Dataset entries

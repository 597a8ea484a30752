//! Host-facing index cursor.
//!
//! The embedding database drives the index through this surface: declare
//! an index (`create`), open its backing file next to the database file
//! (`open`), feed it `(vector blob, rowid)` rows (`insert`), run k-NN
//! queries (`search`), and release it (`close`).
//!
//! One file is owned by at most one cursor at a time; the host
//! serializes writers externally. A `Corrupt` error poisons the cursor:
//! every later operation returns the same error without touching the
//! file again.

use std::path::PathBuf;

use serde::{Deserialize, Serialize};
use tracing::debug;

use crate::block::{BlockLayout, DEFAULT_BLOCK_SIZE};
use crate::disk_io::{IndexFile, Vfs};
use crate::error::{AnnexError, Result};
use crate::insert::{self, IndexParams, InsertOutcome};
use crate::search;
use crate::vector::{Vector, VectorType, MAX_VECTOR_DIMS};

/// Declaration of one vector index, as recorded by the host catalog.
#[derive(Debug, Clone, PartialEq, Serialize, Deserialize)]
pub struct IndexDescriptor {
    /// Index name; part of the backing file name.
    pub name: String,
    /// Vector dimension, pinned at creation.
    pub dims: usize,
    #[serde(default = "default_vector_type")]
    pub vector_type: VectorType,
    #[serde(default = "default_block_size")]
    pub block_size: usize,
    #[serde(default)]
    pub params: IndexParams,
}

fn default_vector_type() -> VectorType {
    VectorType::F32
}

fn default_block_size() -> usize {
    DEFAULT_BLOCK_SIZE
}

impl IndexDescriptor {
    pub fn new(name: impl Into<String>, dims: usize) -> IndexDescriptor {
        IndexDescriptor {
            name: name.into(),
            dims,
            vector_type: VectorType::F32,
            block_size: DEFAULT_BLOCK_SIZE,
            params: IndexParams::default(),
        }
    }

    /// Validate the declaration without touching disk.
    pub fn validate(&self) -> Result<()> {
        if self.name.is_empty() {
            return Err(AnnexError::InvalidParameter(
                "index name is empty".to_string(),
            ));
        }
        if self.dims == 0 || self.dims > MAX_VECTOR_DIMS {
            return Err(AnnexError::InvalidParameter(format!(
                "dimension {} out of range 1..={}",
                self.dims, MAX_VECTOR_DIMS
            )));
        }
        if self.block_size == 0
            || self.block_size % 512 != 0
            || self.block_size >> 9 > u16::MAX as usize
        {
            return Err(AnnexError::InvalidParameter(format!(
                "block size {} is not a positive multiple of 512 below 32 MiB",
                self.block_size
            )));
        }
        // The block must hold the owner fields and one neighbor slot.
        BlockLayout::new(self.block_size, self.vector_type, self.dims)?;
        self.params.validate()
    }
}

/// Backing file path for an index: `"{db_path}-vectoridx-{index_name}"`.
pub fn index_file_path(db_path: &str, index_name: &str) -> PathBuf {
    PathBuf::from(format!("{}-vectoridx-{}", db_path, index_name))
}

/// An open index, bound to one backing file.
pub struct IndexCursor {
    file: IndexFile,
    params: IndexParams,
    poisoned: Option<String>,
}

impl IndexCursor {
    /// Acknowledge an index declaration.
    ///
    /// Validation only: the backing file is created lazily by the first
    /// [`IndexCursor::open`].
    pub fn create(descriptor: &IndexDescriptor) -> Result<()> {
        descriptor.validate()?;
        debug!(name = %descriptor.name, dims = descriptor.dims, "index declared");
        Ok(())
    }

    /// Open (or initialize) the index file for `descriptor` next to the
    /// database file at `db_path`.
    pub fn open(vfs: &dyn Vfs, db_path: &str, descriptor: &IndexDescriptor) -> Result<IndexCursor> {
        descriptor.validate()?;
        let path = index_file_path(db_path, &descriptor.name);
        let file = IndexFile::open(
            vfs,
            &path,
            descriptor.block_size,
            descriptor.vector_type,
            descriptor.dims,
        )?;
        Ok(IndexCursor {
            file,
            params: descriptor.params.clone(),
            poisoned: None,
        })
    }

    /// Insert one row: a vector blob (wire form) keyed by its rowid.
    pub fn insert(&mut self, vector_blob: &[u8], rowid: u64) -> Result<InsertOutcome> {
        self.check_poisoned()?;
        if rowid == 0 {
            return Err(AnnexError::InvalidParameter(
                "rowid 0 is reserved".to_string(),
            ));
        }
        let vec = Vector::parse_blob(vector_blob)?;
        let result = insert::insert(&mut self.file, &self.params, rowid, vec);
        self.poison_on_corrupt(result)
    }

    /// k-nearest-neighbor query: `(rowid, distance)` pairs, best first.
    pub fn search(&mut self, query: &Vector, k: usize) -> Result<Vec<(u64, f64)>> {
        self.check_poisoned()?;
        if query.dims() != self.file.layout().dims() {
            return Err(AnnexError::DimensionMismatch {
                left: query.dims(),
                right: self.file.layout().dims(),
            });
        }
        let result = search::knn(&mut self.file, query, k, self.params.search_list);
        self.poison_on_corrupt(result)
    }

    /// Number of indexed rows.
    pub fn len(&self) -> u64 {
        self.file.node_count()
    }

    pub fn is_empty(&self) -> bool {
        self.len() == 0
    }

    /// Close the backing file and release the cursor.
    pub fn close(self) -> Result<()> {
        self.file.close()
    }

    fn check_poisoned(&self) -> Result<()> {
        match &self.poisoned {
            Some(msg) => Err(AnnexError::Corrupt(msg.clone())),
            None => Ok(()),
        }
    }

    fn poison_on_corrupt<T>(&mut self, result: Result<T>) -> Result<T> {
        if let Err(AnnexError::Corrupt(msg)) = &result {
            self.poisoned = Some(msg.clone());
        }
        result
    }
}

Exercise objective
Work through the entries, filtering for the string "vectoridx", and copy each line that holds it.

Output for this task
/// Backing file path for an index: `"{db_path}-vectoridx-{index_name}"`.
    PathBuf::from(format!("{}-vectoridx-{}", db_path, index_name))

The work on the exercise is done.